# DATASET:
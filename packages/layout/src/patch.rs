//! # Layout Diff/Patch Engine
//!
//! Pure operations over a page's block list and its layout table. Every
//! operation takes the current state by reference and returns the next
//! state; nothing is mutated in place.
//!
//! ## Semantics
//!
//! ### Add
//! - Appended at the end of the ordering
//! - Default size from the kind registry, column 0, first free row
//!
//! ### Delete
//! - Block and layout entry removed
//! - Remaining blocks resequenced to `0..n-1` (ordering, then `created_at`)
//!
//! ### Resize / Reorder
//! - Engine entries replaced, layout rebuilt so bounds and compaction are
//!   reapplied, canonical positions extracted for persisted blocks only
//!
//! ### Content
//! - Partial payload merged into one block, layout and ordering untouched

use crate::block::{
    Block, BlockContent, BlockDescriptor, BlockKind, ImageData, LinkData, MapData, SectionData,
    TextData, VideoData,
};
use crate::breakpoint::Breakpoint;
use crate::builder::{build_layouts, BuildOptions};
use crate::coords::{to_engine, to_storage, GridBounds, StorageRect};
use crate::layout::{BlockPosition, LayoutTable};
use bio_common::ServiceError;
use serde::{Deserialize, Serialize};
use std::cmp::Ordering;
use std::collections::HashSet;
use std::fmt;
use std::str::FromStr;
use thiserror::Error;
use tracing::debug;

#[derive(Error, Debug, Clone, PartialEq)]
pub enum PatchError {
    #[error("Block not found: {0}")]
    BlockNotFound(String),

    #[error("Block already exists: {0}")]
    DuplicateBlock(String),

    #[error("Cannot apply {patch} content to a {block} block")]
    KindMismatch { block: BlockKind, patch: BlockKind },

    #[error("Invalid content: {0}")]
    InvalidContent(String),

    #[error("Unknown size preset: {0}")]
    UnknownPreset(String),
}

pub type PatchResult<T> = Result<T, PatchError>;

impl From<PatchError> for ServiceError {
    fn from(e: PatchError) -> Self {
        match e {
            PatchError::BlockNotFound(id) => ServiceError::NotFound(id),
            PatchError::DuplicateBlock(id) => {
                ServiceError::Conflict(format!("block {id} already exists"))
            }
            other => ServiceError::Validation(other.to_string()),
        }
    }
}

/// Discrete sizes a block can be resized to
#[derive(Debug, Clone, Copy, PartialEq, Eq, Hash, Serialize, Deserialize)]
#[serde(rename_all = "lowercase")]
pub enum SizePreset {
    /// 1×1
    Small,
    /// 2×1
    Wide,
    /// 1×2
    Tall,
    /// 2×2
    Large,
}

impl SizePreset {
    pub const ALL: [SizePreset; 4] = [
        SizePreset::Small,
        SizePreset::Wide,
        SizePreset::Tall,
        SizePreset::Large,
    ];

    /// `(w, h)` in cells
    pub const fn size(self) -> (i32, i32) {
        match self {
            SizePreset::Small => (1, 1),
            SizePreset::Wide => (2, 1),
            SizePreset::Tall => (1, 2),
            SizePreset::Large => (2, 2),
        }
    }

    pub fn from_size(w: i32, h: i32) -> Option<SizePreset> {
        SizePreset::ALL.into_iter().find(|p| p.size() == (w, h))
    }
}

impl fmt::Display for SizePreset {
    fn fmt(&self, f: &mut fmt::Formatter<'_>) -> fmt::Result {
        let (w, h) = self.size();
        write!(f, "{w}x{h}")
    }
}

impl FromStr for SizePreset {
    type Err = PatchError;

    fn from_str(s: &str) -> Result<Self, Self::Err> {
        let unknown = || PatchError::UnknownPreset(s.to_string());
        let (w, h) = s.split_once(['x', '×']).ok_or_else(unknown)?;
        let w = w.trim().parse().map_err(|_| unknown())?;
        let h = h.trim().parse().map_err(|_| unknown())?;
        SizePreset::from_size(w, h).ok_or_else(unknown)
    }
}

/// Result of a layout-affecting operation
#[derive(Debug, Clone, PartialEq, Eq)]
pub struct LayoutChange {
    /// Next in-memory layout for every breakpoint
    pub layout: LayoutTable,
    /// Canonical storage positions of persisted blocks, ready to send
    pub payload: Vec<BlockPosition>,
}

/// First storage row below every stored block
pub fn next_free_row(blocks: &[Block]) -> i32 {
    blocks
        .iter()
        .filter_map(|b| b.layout)
        .map(|rect| rect.x + rect.h)
        .max()
        .unwrap_or(0)
}

/// Append a block at the end of the ordering
///
/// A block arriving without a layout gets its kind's default size at
/// column 0 of the first free row.
pub fn add_block(blocks: &[Block], mut block: Block) -> PatchResult<Vec<Block>> {
    if blocks.iter().any(|b| b.id == block.id) {
        return Err(PatchError::DuplicateBlock(block.id));
    }

    let bounds = GridBounds::from(Breakpoint::CANONICAL);
    let layout = block.layout.unwrap_or_else(|| {
        let (w, h) = block.kind().default_size();
        StorageRect::new(next_free_row(blocks), 0, w, h)
    });
    block.layout = Some(to_storage(to_engine(layout, bounds)));

    let mut next = resequence(blocks.to_vec());
    block.ordering = Some(next.len() as i64);
    debug!(block_id = %block.id, kind = %block.kind(), ordering = next.len(), "Added block");
    next.push(block);
    Ok(next)
}

/// Total order used for resequencing: ordering (absent last), then
/// creation time
pub fn compare_blocks(a: &Block, b: &Block) -> Ordering {
    let key = |block: &Block| block.ordering.unwrap_or(i64::MAX);
    key(a)
        .cmp(&key(b))
        .then_with(|| a.created_at.cmp(&b.created_at))
}

/// Sort by [`compare_blocks`] (stable) and rewrite orderings to `0..n-1`
pub fn resequence(mut blocks: Vec<Block>) -> Vec<Block> {
    blocks.sort_by(compare_blocks);
    for (index, block) in blocks.iter_mut().enumerate() {
        block.ordering = Some(index as i64);
    }
    blocks
}

pub fn delete_block(blocks: &[Block], block_id: &str) -> PatchResult<Vec<Block>> {
    if !blocks.iter().any(|b| b.id == block_id) {
        return Err(PatchError::BlockNotFound(block_id.to_string()));
    }

    let remaining = blocks
        .iter()
        .filter(|b| b.id != block_id)
        .cloned()
        .collect();
    Ok(resequence(remaining))
}

/// Copy of `layout` without the block's entries
pub fn remove_from_layout(layout: &LayoutTable, block_id: &str) -> LayoutTable {
    let mut next = layout.clone();
    next.remove_block(block_id);
    next
}

/// Resize one block to a preset on every breakpoint
pub fn resize_block(
    blocks: &[BlockDescriptor],
    layout: &LayoutTable,
    block_id: &str,
    preset: SizePreset,
    persisted: &HashSet<String>,
    opts: &BuildOptions<'_>,
) -> PatchResult<LayoutChange> {
    if !blocks.iter().any(|b| b.id == block_id) {
        return Err(PatchError::BlockNotFound(block_id.to_string()));
    }

    let mut resized = build_layouts(blocks, &opts.with_existing(layout));
    let (w, h) = preset.size();
    for bp in Breakpoint::ALL {
        if let Some(item) = resized.item_mut(bp, block_id) {
            item.w = w;
            item.h = h;
        }
    }

    let layout = build_layouts(blocks, &opts.with_existing(&resized));
    let payload = layout.canonical_payload(persisted);
    debug!(block_id, preset = %preset, entries = payload.len(), "Resized block");
    Ok(LayoutChange { layout, payload })
}

/// Accept the engine's post-drag layout
pub fn reorder_blocks(
    blocks: &[BlockDescriptor],
    engine_layout: &LayoutTable,
    persisted: &HashSet<String>,
    opts: &BuildOptions<'_>,
) -> LayoutChange {
    let layout = build_layouts(blocks, &opts.with_existing(engine_layout));
    let payload = layout.canonical_payload(persisted);
    debug!(entries = payload.len(), "Reordered blocks");
    LayoutChange { layout, payload }
}

/// Write canonical positions back onto the blocks' stored rects
pub fn apply_layout_payload(blocks: &[Block], positions: &[BlockPosition]) -> Vec<Block> {
    blocks
        .iter()
        .map(|block| {
            let mut block = block.clone();
            if let Some(position) = positions.iter().find(|p| p.id == block.id) {
                block.layout = Some(position.rect());
            }
            block
        })
        .collect()
}

#[derive(Debug, Clone, Default, PartialEq, Serialize, Deserialize)]
pub struct LinkPatch {
    pub url: Option<String>,
    pub title: Option<String>,
    pub description: Option<String>,
    pub image_url: Option<String>,
    pub site_name: Option<String>,
    pub favicon_url: Option<String>,
    pub kind: Option<String>,
    pub source: Option<String>,
}

#[derive(Debug, Clone, Default, PartialEq, Serialize, Deserialize)]
pub struct TextPatch {
    pub content: Option<String>,
}

#[derive(Debug, Clone, Default, PartialEq, Serialize, Deserialize)]
pub struct ImagePatch {
    pub image_url: Option<String>,
    pub link_url: Option<String>,
    pub aspect_ratio: Option<f64>,
}

#[derive(Debug, Clone, Default, PartialEq, Serialize, Deserialize)]
pub struct VideoPatch {
    pub video_url: Option<String>,
    pub thumbnail: Option<String>,
}

#[derive(Debug, Clone, Default, PartialEq, Serialize, Deserialize)]
pub struct MapPatch {
    pub lat: Option<f64>,
    pub lng: Option<f64>,
    pub zoom: Option<u8>,
}

#[derive(Debug, Clone, Default, PartialEq, Serialize, Deserialize)]
pub struct SectionPatch {
    pub title: Option<String>,
}

/// Partial payload for one block kind; absent fields are left alone
#[derive(Debug, Clone, PartialEq, Serialize, Deserialize)]
#[serde(tag = "type", content = "data", rename_all = "lowercase")]
pub enum ContentPatch {
    Link(LinkPatch),
    Text(TextPatch),
    Image(ImagePatch),
    Video(VideoPatch),
    Map(MapPatch),
    Section(SectionPatch),
}

impl ContentPatch {
    pub fn kind(&self) -> BlockKind {
        match self {
            ContentPatch::Link(_) => BlockKind::Link,
            ContentPatch::Text(_) => BlockKind::Text,
            ContentPatch::Image(_) => BlockKind::Image,
            ContentPatch::Video(_) => BlockKind::Video,
            ContentPatch::Map(_) => BlockKind::Map,
            ContentPatch::Section(_) => BlockKind::Section,
        }
    }

    /// Full replacement patch carrying every field of `content`
    pub fn from_content(content: &BlockContent) -> Option<ContentPatch> {
        Some(match content.clone() {
            BlockContent::Link(l) => ContentPatch::Link(LinkPatch {
                url: Some(l.url),
                title: l.title,
                description: l.description,
                image_url: l.image_url,
                site_name: l.site_name,
                favicon_url: l.favicon_url,
                kind: l.kind,
                source: l.source,
            }),
            BlockContent::Text(t) => ContentPatch::Text(TextPatch {
                content: Some(t.content),
            }),
            BlockContent::Image(i) => ContentPatch::Image(ImagePatch {
                image_url: Some(i.image_url),
                link_url: i.link_url,
                aspect_ratio: i.aspect_ratio,
            }),
            BlockContent::Video(v) => ContentPatch::Video(VideoPatch {
                video_url: Some(v.video_url),
                thumbnail: v.thumbnail,
            }),
            BlockContent::Map(m) => ContentPatch::Map(MapPatch {
                lat: Some(m.lat),
                lng: Some(m.lng),
                zoom: Some(m.zoom),
            }),
            BlockContent::Section(s) => ContentPatch::Section(SectionPatch {
                title: Some(s.title),
            }),
            BlockContent::Divider => return None,
        })
    }
}

fn set<T: Clone>(target: &mut T, value: &Option<T>) {
    if let Some(v) = value {
        *target = v.clone();
    }
}

fn set_opt<T: Clone>(target: &mut Option<T>, value: &Option<T>) {
    if value.is_some() {
        *target = value.clone();
    }
}

/// Merge a partial payload into a block's content
pub fn merge_content(content: &BlockContent, patch: &ContentPatch) -> PatchResult<BlockContent> {
    let mut next = content.clone();
    match (&mut next, patch) {
        (
            BlockContent::Link(LinkData {
                url,
                title,
                description,
                image_url,
                site_name,
                favicon_url,
                kind,
                source,
            }),
            ContentPatch::Link(p),
        ) => {
            set(url, &p.url);
            set_opt(title, &p.title);
            set_opt(description, &p.description);
            set_opt(image_url, &p.image_url);
            set_opt(site_name, &p.site_name);
            set_opt(favicon_url, &p.favicon_url);
            set_opt(kind, &p.kind);
            set_opt(source, &p.source);
        }
        (BlockContent::Text(TextData { content }), ContentPatch::Text(p)) => {
            set(content, &p.content);
        }
        (
            BlockContent::Image(ImageData {
                image_url,
                link_url,
                aspect_ratio,
            }),
            ContentPatch::Image(p),
        ) => {
            set(image_url, &p.image_url);
            set_opt(link_url, &p.link_url);
            set_opt(aspect_ratio, &p.aspect_ratio);
        }
        (
            BlockContent::Video(VideoData {
                video_url,
                thumbnail,
            }),
            ContentPatch::Video(p),
        ) => {
            set(video_url, &p.video_url);
            set_opt(thumbnail, &p.thumbnail);
        }
        (BlockContent::Map(MapData { lat, lng, zoom }), ContentPatch::Map(p)) => {
            set(lat, &p.lat);
            set(lng, &p.lng);
            set(zoom, &p.zoom);
        }
        (BlockContent::Section(SectionData { title }), ContentPatch::Section(p)) => {
            set(title, &p.title);
        }
        _ => {
            return Err(PatchError::KindMismatch {
                block: content.kind(),
                patch: patch.kind(),
            })
        }
    }

    next.validate().map_err(PatchError::InvalidContent)?;
    Ok(next)
}

/// Merge a partial payload into one block of the list
pub fn patch_content(
    blocks: &[Block],
    block_id: &str,
    patch: &ContentPatch,
) -> PatchResult<Vec<Block>> {
    let index = blocks
        .iter()
        .position(|b| b.id == block_id)
        .ok_or_else(|| PatchError::BlockNotFound(block_id.to_string()))?;

    let mut next = blocks.to_vec();
    next[index].content = merge_content(&blocks[index].content, patch)?;
    Ok(next)
}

# TASK TO CARRY OUT:
Indicate how many lines of the material contain the string "SectionPatch", giving the number and nothing more.

# SOLUTION FOR THIS EXERCISE:
3